All the elves and gnomes and bewitched persons that Washington Irving borrowed from Germanic folklore seem to have had a parallel, in spite of their supposed origin, in the Hudson Valley itself. Though Irving may have given the world the impression that the Hudson River Dutch were a blundering bunch of bumpkins, the spirits he introduced in his stories seem to be much the same as those the Dutch and Indians believed in, and therefore belong immemorially to that part of the country.
Sometimes on his own behalf and sometimes in the wake of Indian lore, the Dutchman named a dale into which the rays of the moon did not reach “the dark valley,” or placed on old maps such names as “Dunker Kil” (the dark stream), “Spook Rock,” or “Spook Hollow.”

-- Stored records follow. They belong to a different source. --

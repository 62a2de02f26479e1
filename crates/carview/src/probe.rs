//! TCP reachability probe used for admission control.

use serde::Serialize;
use std::time::Duration;
use tokio::net::TcpStream;

/// Outcome of a single probe. Refusals and timeouts are data, not errors.
#[derive(Debug, Clone, Copy, PartialEq, Eq, Serialize)]
pub struct ProbeResult {
    pub reachable: bool,
}

impl ProbeResult {
    pub fn status(&self) -> &'static str {
        if self.reachable {
            "open"
        } else {
            "closed"
        }
    }
}

/// Attempt a TCP connect to `host:port`, bounded by `timeout`.
///
/// The connect future and the timer race inside one `timeout` call, so the
/// result is produced exactly once whichever finishes first.
pub async fn probe(host: &str, port: u16, timeout: Duration) -> ProbeResult {
    let reachable = match tokio::time::timeout(timeout, TcpStream::connect((host, port))).await {
        Ok(Ok(_stream)) => true,
        Ok(Err(e)) => {
            log::debug!("probe {}:{} refused: {}", host, port, e);
            false
        }
        Err(_) => {
            log::debug!("probe {}:{} timed out after {:?}", host, port, timeout);
            false
        }
    };
    ProbeResult { reachable }
}
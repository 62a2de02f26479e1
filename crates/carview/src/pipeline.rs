//! Media pipeline setup and teardown for one viewing session.
//!
//! [`create_session`] runs the engine calls strictly in order and records
//! every object it creates in the caller's [`PipelineHandle`], so whatever
//! exists can be torn down with [`teardown`] whether setup succeeded, failed
//! or was cancelled.

use crate::config::BandwidthLimits;
use crate::engine::{
    EngineError, EngineEvent, IceCandidate, MediaEngine, ObjectId, MEDIA_STATE_CONNECTED,
};
use std::sync::Arc;
use tokio::sync::{broadcast, watch};
use tokio::task::JoinHandle;

pub type Result<T> = std::result::Result<T, PipelineError>;

#[derive(Debug, thiserror::Error)]
pub enum PipelineError {
    #[error(transparent)]
    Engine(#[from] EngineError),
    #[error("negotiation cancelled")]
    Cancelled,
}

/// Everything needed to build one pipeline.
#[derive(Debug, Clone)]
pub struct PipelineRequest {
    pub source_uri: String,
    pub recording_uri: String,
    pub media_profile: String,
    pub offer: String,
    pub bandwidth: BandwidthLimits,
}

/// Engine objects owned by a session. Unset until created.
#[derive(Debug, Default)]
pub struct PipelineHandle {
    pub pipeline: Option<ObjectId>,
    pub source: Option<ObjectId>,
    pub sink: Option<ObjectId>,
    pub recorder: Option<ObjectId>,
    pump: Option<JoinHandle<()>>,
}

impl PipelineHandle {
    pub fn is_empty(&self) -> bool {
        self.pipeline.is_none()
            && self.source.is_none()
            && self.sink.is_none()
            && self.recorder.is_none()
            && self.pump.is_none()
    }
}

/// Session-side hooks invoked during and after setup.
#[async_trait::async_trait]
pub trait NegotiationContext: Send + Sync {
    /// Flag set when the session is stopped.
    fn cancellation(&self) -> watch::Receiver<bool>;

    fn is_cancelled(&self) -> bool {
        let cancelled = *self.cancellation().borrow();
        cancelled
    }

    /// The sink endpoint exists; flush queued client candidates onto it.
    /// Returns `false` if the session no longer exists.
    async fn sink_ready(&self, sink: &ObjectId) -> bool;

    /// The engine gathered a local candidate for the sink.
    fn candidate_found(&self, candidate: IceCandidate);

    /// `record` failed after the sink connected.
    async fn recording_failed(&self, error: EngineError);
}

/// True only on a real transition into CONNECTED.
pub fn is_connect_edge(old_state: &str, new_state: &str) -> bool {
    old_state != new_state && new_state == MEDIA_STATE_CONNECTED
}

fn ensure_live(ctx: &dyn NegotiationContext) -> Result<()> {
    if ctx.is_cancelled() {
        Err(PipelineError::Cancelled)
    } else {
        Ok(())
    }
}

/// Build the pipeline and return the SDP answer.
pub async fn create_session(
    engine: Arc<dyn MediaEngine>,
    request: &PipelineRequest,
    handle: &mut PipelineHandle,
    ctx: Arc<dyn NegotiationContext>,
) -> Result<String> {
    let pipeline = engine.create_pipeline().await?;
    handle.pipeline = Some(pipeline.clone());
    ensure_live(ctx.as_ref())?;

    let source = engine.create_player(&pipeline, &request.source_uri).await?;
    handle.source = Some(source.clone());
    ensure_live(ctx.as_ref())?;

    let sink = engine.create_webrtc(&pipeline).await?;
    handle.sink = Some(sink.clone());
    ensure_live(ctx.as_ref())?;

    if !ctx.sink_ready(&sink).await {
        return Err(PipelineError::Cancelled);
    }

    let recorder = engine
        .create_recorder(&pipeline, &request.recording_uri, &request.media_profile)
        .await?;
    handle.recorder = Some(recorder.clone());
    ensure_live(ctx.as_ref())?;

    handle.pump = Some(spawn_event_pump(
        engine.clone(),
        engine.events(),
        sink.clone(),
        recorder.clone(),
        ctx.clone(),
    ));

    engine.connect(&source, &recorder).await?;
    ensure_live(ctx.as_ref())?;
    engine.connect(&source, &sink).await?;
    ensure_live(ctx.as_ref())?;

    engine.set_bandwidth(&sink, &request.bandwidth).await?;
    ensure_live(ctx.as_ref())?;

    let answer = engine.process_offer(&sink, &request.offer).await?;
    ensure_live(ctx.as_ref())?;

    engine.gather_candidates(&sink).await?;
    ensure_live(ctx.as_ref())?;

    engine.play(&source).await?;
    ensure_live(ctx.as_ref())?;

    Ok(answer)
}

/// Forward sink events to the session until it is cancelled.
fn spawn_event_pump(
    engine: Arc<dyn MediaEngine>,
    mut events: broadcast::Receiver<EngineEvent>,
    sink: ObjectId,
    recorder: ObjectId,
    ctx: Arc<dyn NegotiationContext>,
) -> JoinHandle<()> {
    let mut cancel = ctx.cancellation();
    tokio::spawn(async move {
        if *cancel.borrow_and_update() {
            return;
        }
        loop {
            tokio::select! {
                changed = cancel.changed() => {
                    if changed.is_err() || *cancel.borrow() {
                        break;
                    }
                }
                event = events.recv() => match event {
                    Ok(EngineEvent::IceCandidateFound { source, candidate }) if source == sink => {
                        ctx.candidate_found(candidate);
                    }
                    Ok(EngineEvent::MediaStateChanged { source, old_state, new_state })
                        if source == sink =>
                    {
                        log::debug!("{} media state {} -> {}", sink, old_state, new_state);
                        if is_connect_edge(&old_state, &new_state) {
                            log::info!("{} connected, starting recorder {}", sink, recorder);
                            if let Err(e) = engine.record(&recorder).await {
                                log::error!("Failed to start recorder {}: {}", recorder, e);
                                ctx.recording_failed(e).await;
                            }
                        }
                    }
                    Ok(_) => {}
                    Err(broadcast::error::RecvError::Lagged(n)) => {
                        log::warn!("{} missed {} engine event(s)", sink, n);
                    }
                    Err(broadcast::error::RecvError::Closed) => break,
                },
            }
        }
    })
}

/// Release engine objects: recorder stop, recorder release, sink release,
/// pipeline release. Failures are logged and do not stop later steps.
pub async fn teardown(engine: &dyn MediaEngine, handle: &mut PipelineHandle) {
    if let Some(pump) = handle.pump.take() {
        pump.abort();
    }
    if let Some(recorder) = handle.recorder.take() {
        if let Err(e) = engine.stop(&recorder).await {
            log::warn!("Failed to stop recorder {}: {}", recorder, e);
        }
        if let Err(e) = engine.release(&recorder).await {
            log::warn!("Failed to release recorder {}: {}", recorder, e);
        }
    }
    if let Some(sink) = handle.sink.take() {
        if let Err(e) = engine.release(&sink).await {
            log::warn!("Failed to release endpoint {}: {}", sink, e);
        }
    }
    // the player goes with its pipeline
    handle.source = None;
    if let Some(pipeline) = handle.pipeline.take() {
        if let Err(e) = engine.release(&pipeline).await {
            log::warn!("Failed to release pipeline {}: {}", pipeline, e);
        }
    }
}
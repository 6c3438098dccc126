//! Prompt templates for summaries and the editing pass
//!
//! Templates use MiniJinja syntax and are rendered into plain completion
//! prompts.

use crate::error::Result;
use crate::news::Headline;
use minijinja::{Environment, context};

/// System prompt for headline summaries
pub const SUMMARY_PERSONA: &str = "You are a financial expert.";

/// System prompt for the editing pass
pub const EDITOR_PERSONA: &str = "You are an expert newsletter editor.";

const SUMMARY_TEMPLATE: &str = r"Provide a concise, informative, and engaging summary (under 200 words) of the following news articles related to {{ subject }} stock. Focus on key findings, important metrics, potential impacts on the stock price, and overall market sentiment. The summary should be well structured, written in a style similar to Inshorts, and directly presentable in a financial newsletter.

Do not add an introduction such as 'Here is a summary'. Do not repeat the summary or append a rewritten version of it.

News articles:
{{ articles }}

Respond with ONLY the summary.";

const EDITOR_TEMPLATE: &str = r#"You are provided with the content of a financial newsletter below. Your task is to remove any redundant or duplicate paragraphs that appear immediately after the "News Summary:" for each company. Ensure that the core news summary is retained, and only the immediately following duplicated paragraph is removed. Preserve all other content and formatting.

Newsletter Content:
{{ newsletter }}

Respond with ONLY the cleaned newsletter content."#;

/// Join headlines as `"{title}. {snippet}"` separated by `". "`
pub fn headline_text(headlines: &[Headline]) -> String {
    headlines
        .iter()
        .map(|h| format!("{}. {}", h.title, h.snippet_or_placeholder()))
        .collect::<Vec<_>>()
        .join(". ")
}

/// Prompt asking for a short newsletter summary of `headlines`
pub fn summary_prompt(subject: &str, headlines: &[Headline]) -> Result<String> {
    render(
        "summary",
        SUMMARY_TEMPLATE,
        context! {
            subject => subject,
            articles => headline_text(headlines),
        },
    )
}

/// Prompt asking to drop paragraphs duplicating a "News Summary:" line
pub fn editor_prompt(newsletter: &str) -> Result<String> {
    render(
        "editor",
        EDITOR_TEMPLATE,
        context! { newsletter => newsletter },
    )
}

fn render(name: &str, source: &str, ctx: minijinja::Value) -> Result<String> {
    let mut env = Environment::new();
    env.add_template(name, source)?;
    let template = env.get_template(name)?;
    Ok(template.render(ctx)?)
}
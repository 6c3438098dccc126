//! Environment loading helpers

use std::path::Path;

/// Load a `.env`-style file into the process environment
///
/// Variables already set in the environment win over the file. A missing
/// file is not an error; the return value says whether anything was loaded.
pub fn load_env_file(path: impl AsRef<Path>) -> bool {
    let path = path.as_ref();
    match dotenvy::from_path(path) {
        Ok(()) => {
            tracing::debug!("Loaded environment from {}", path.display());
            true
        }
        Err(e) if e.not_found() => {
            tracing::debug!("No env file at {}", path.display());
            false
        }
        Err(e) => {
            tracing::warn!("Failed to load env file {}: {}", path.display(), e);
            false
        }
    }
}

/// Read an environment variable, falling back to `default` when unset or empty
pub fn env_or(key: &str, default: &str) -> String {
    std::env::var(key)
        .ok()
        .filter(|v| !v.trim().is_empty())
        .unwrap_or_else(|| default.to_string())
}

/// Read a boolean flag (`1`, `true`, `yes`, `on`, case-insensitive)
pub fn env_flag(key: &str) -> Option<bool> {
    let value = std::env::var(key).ok()?;
    match value.trim().to_ascii_lowercase().as_str() {
        "1" | "true" | "yes" | "on" => Some(true),
        "0" | "false" | "no" | "off" => Some(false),
        _ => None,
    }
}
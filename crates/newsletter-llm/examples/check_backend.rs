//! Send one short prompt to the configured text-generation backend
//!
//! Useful for checking credentials or that a local model server is up
//! before running the full newsletter.
//!
//! # Usage
//!
//! ```bash
//! # Hosted completions API
//! export TOGETHER_API_KEY="..."
//! cargo run --example check_backend -p newsletter-llm -- hosted
//!
//! # Local OpenAI-compatible server (LM Studio, llama.cpp, vLLM, Ollama)
//! export LOCAL_LLM_API_BASE="http://localhost:1234/v1"
//! cargo run --example check_backend -p newsletter-llm -- local your-model-name
//! ```

use newsletter_llm::providers::{OpenAIProvider, TogetherProvider};
use newsletter_llm::{CompletionRequest, LLMProvider};
use std::env;

const DEFAULT_MODEL: &str = "meta-llama/Llama-3.3-70B-Instruct-Turbo-Free";

#[tokio::main]
async fn main() -> Result<(), Box<dyn std::error::Error>> {
    let args: Vec<String> = env::args().collect();
    let backend = args.get(1).map_or("hosted", String::as_str);
    let model = args
        .get(2)
        .cloned()
        .unwrap_or_else(|| DEFAULT_MODEL.to_string());

    let provider: Box<dyn LLMProvider> = match backend {
        "local" => Box::new(OpenAIProvider::from_env()?),
        "hosted" => Box::new(TogetherProvider::from_env()?),
        other => return Err(format!("unknown backend '{other}', expected hosted or local").into()),
    };

    println!("Backend: {}", provider.name());
    println!("Model:   {model}\n");

    let request = CompletionRequest::builder(model)
        .prompt("Reply with one short sentence about the stock market.")
        .max_tokens(60)
        .temperature(0.7)
        .build();

    match provider.complete(request).await {
        Ok(response) => {
            println!("Response:\n{}", response.text);
            if let Some(usage) = response.usage {
                println!("\nTokens: {} in / {} out", usage.input_tokens, usage.output_tokens);
            }
            Ok(())
        }
        Err(e) => {
            eprintln!("Request failed: {e}");
            Err(e.into())
        }
    }
}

In spite of the Dutchman’s apparent belief in the supernatural, there were no witchcraft scenes in New Netherland so violent as those in Salem, Massachusetts. True, some witches were brought to trial and acquitted in Hempstead, Long Island, in very early time, but neither the witches nor the prosecutors were Dutch. There is a story of some Dutchmen having chased a witch along Old Place Road on Teunison’s Neck in Staten Island, but they didn’t catch her.
The last trial for witchcraft in the State of New York — and here most of the accusers were Dutch — took place in 1816 scarcely half a mile from the old Clarkstown Church, near what is now West Nyack, New York. Naut Kaniff, an old Irish woman accused by her neighbors of witchcraft, was to be thrown into the pond of Pye’s fulling mill, in accordance with a custom dating far back into the Middle Ages. Squire Yaupy De Vries suggested that instead she be placed on the mill scales with the wood-and-brass-bound Dutch family Bible in the opposite pan. Naut Kaniff outweighed the Bible, and thus cleared herself of the charges.
Whatever witchcraft existed within the boundaries of New Netherland seems to have been largely of the harmless variety and essentially good, clean fun for those who believed in it and those who enjoy telling about it.